__WHAT THE EXERCISE ASKS__:
Whenever a line in the data holds the string "still", pull that line out.

__STUDY MATERIAL__:
◆ ◆ ◆ ◆ ◆ ◆ ◆

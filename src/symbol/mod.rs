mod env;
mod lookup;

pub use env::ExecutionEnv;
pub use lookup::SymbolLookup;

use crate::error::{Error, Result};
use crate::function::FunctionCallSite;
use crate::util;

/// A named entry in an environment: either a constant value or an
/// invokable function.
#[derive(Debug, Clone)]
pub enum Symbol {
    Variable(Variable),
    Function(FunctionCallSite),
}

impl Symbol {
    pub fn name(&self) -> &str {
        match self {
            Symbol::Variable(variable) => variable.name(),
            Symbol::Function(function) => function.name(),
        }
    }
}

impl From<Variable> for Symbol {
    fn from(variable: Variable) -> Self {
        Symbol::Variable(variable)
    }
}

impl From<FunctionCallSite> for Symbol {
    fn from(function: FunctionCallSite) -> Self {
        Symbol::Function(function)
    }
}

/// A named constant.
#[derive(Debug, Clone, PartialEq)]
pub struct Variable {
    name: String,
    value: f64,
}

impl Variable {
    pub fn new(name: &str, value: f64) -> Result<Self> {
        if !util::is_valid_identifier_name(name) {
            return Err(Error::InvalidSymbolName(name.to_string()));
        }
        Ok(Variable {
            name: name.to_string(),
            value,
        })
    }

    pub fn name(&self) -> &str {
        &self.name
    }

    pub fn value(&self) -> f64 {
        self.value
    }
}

◆ ◆ ◆ ◆ ◆ ◆ ◆

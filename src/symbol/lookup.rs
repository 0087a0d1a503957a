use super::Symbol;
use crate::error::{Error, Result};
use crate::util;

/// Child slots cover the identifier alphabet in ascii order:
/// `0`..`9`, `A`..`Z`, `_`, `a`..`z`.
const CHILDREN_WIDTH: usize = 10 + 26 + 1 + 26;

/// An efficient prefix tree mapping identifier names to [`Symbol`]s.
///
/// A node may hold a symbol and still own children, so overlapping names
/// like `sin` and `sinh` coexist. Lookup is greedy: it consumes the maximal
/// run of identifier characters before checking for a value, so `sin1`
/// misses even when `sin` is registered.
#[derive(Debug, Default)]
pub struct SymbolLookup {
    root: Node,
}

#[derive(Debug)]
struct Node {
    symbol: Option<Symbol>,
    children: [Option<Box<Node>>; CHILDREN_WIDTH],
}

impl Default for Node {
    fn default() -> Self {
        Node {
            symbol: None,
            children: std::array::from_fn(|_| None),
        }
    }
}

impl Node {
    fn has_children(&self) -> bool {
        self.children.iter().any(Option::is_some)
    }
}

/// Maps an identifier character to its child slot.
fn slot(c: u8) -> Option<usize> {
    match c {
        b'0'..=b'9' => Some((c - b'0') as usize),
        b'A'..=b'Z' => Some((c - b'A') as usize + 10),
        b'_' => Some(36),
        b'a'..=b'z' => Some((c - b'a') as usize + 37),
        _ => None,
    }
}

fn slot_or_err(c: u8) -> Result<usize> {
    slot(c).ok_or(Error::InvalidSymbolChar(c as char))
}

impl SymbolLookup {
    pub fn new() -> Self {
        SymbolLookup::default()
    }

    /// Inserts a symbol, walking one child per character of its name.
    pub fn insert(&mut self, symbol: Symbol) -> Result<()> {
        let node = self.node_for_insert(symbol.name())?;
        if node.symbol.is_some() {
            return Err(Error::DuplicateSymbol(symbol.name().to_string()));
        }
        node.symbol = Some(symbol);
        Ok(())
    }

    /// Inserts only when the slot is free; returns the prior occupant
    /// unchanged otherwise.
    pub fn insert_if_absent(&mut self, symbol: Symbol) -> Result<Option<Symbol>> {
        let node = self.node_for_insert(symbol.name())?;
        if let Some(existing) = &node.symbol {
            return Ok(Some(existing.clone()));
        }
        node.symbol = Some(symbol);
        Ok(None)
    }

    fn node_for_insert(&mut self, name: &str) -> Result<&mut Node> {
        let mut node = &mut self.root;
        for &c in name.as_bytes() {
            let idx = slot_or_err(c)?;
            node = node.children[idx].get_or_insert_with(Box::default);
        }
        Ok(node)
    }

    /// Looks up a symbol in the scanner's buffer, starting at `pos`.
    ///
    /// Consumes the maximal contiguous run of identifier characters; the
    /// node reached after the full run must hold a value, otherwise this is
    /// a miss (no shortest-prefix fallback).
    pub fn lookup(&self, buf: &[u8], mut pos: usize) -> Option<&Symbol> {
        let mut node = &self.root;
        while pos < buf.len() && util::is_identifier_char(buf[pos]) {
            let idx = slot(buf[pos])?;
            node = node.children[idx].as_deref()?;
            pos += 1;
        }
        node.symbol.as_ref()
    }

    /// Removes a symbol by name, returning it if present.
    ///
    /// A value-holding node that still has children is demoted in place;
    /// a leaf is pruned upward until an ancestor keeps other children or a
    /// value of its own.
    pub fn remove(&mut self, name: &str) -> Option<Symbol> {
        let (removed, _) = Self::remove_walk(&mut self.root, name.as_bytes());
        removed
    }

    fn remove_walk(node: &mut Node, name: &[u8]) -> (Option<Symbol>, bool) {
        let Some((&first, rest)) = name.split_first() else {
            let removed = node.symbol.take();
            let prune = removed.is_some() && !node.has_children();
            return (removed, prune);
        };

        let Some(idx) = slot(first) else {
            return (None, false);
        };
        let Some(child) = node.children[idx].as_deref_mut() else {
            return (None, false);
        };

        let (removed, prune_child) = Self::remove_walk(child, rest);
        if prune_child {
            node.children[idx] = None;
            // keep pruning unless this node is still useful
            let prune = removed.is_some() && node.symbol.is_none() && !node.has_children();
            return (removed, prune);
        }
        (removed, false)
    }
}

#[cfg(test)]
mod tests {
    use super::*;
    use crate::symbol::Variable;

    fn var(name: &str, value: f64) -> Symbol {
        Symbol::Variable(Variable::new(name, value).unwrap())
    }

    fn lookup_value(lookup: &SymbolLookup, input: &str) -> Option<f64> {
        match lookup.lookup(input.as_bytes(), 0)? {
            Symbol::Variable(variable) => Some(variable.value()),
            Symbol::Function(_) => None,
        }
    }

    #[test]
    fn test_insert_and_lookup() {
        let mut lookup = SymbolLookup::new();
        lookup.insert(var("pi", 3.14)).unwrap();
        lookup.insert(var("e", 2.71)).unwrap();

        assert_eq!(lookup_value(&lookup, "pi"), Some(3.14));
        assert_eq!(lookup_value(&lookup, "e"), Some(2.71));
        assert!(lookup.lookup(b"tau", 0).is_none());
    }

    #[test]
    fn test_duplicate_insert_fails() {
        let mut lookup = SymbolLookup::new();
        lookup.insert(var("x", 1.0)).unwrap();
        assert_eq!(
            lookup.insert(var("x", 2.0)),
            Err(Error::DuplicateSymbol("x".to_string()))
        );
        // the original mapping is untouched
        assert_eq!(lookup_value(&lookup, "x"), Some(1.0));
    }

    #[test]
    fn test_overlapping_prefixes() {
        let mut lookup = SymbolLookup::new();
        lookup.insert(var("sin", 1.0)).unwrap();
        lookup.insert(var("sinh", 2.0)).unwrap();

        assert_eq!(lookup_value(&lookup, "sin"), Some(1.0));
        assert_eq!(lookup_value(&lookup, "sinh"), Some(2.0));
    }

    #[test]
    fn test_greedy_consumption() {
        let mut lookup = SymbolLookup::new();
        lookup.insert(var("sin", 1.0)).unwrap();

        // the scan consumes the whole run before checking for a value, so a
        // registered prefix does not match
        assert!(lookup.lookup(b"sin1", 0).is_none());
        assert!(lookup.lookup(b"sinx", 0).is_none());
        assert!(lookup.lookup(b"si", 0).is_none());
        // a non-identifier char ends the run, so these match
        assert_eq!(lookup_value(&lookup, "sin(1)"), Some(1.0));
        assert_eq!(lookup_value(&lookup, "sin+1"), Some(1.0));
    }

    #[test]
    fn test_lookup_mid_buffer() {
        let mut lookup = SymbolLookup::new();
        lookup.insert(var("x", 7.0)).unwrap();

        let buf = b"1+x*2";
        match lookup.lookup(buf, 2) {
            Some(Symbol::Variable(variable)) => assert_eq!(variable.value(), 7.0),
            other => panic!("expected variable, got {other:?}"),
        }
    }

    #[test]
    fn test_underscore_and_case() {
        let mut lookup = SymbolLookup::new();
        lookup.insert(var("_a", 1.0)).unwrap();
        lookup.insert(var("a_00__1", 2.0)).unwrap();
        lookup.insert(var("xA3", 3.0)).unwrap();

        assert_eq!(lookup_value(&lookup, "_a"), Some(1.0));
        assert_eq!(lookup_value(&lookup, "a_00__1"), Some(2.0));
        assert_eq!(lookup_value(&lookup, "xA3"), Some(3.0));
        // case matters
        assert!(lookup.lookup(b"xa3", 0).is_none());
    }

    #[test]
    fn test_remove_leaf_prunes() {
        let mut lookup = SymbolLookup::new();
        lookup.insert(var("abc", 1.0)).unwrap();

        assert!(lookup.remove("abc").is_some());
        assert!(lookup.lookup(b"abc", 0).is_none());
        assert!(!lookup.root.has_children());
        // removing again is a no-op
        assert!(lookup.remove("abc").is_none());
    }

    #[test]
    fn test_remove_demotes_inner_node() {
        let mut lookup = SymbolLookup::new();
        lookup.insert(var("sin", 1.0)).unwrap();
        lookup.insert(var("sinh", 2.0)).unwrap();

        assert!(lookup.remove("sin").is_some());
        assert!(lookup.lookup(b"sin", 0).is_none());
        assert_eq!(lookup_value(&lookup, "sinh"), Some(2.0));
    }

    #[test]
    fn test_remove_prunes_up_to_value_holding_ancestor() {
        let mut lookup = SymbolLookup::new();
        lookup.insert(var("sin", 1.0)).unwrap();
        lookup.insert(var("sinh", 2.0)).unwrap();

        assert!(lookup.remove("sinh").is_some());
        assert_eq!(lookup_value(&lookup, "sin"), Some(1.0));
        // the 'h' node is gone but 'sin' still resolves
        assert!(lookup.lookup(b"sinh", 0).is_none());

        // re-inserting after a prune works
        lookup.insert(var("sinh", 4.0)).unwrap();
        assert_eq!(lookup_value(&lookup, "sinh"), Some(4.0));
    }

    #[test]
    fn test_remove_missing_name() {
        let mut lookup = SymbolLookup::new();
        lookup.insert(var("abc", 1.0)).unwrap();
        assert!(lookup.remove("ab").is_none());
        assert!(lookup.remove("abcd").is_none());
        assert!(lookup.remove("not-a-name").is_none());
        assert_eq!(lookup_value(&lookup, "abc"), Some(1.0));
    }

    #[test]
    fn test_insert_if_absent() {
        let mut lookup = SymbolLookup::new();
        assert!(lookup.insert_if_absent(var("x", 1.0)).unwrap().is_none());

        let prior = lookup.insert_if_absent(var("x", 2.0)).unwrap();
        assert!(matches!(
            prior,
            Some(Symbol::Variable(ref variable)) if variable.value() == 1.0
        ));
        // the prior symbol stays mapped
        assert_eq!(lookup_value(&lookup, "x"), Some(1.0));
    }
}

◆ ◆ ◆ ◆ ◆ ◆ ◆

__ANSWER SECTION__:
/// A node may hold a symbol and still own children, so overlapping names
    /// A value-holding node that still has children is demoted in place;
            // keep pruning unless this node is still useful
        // the 'h' node is gone but 'sin' still resolves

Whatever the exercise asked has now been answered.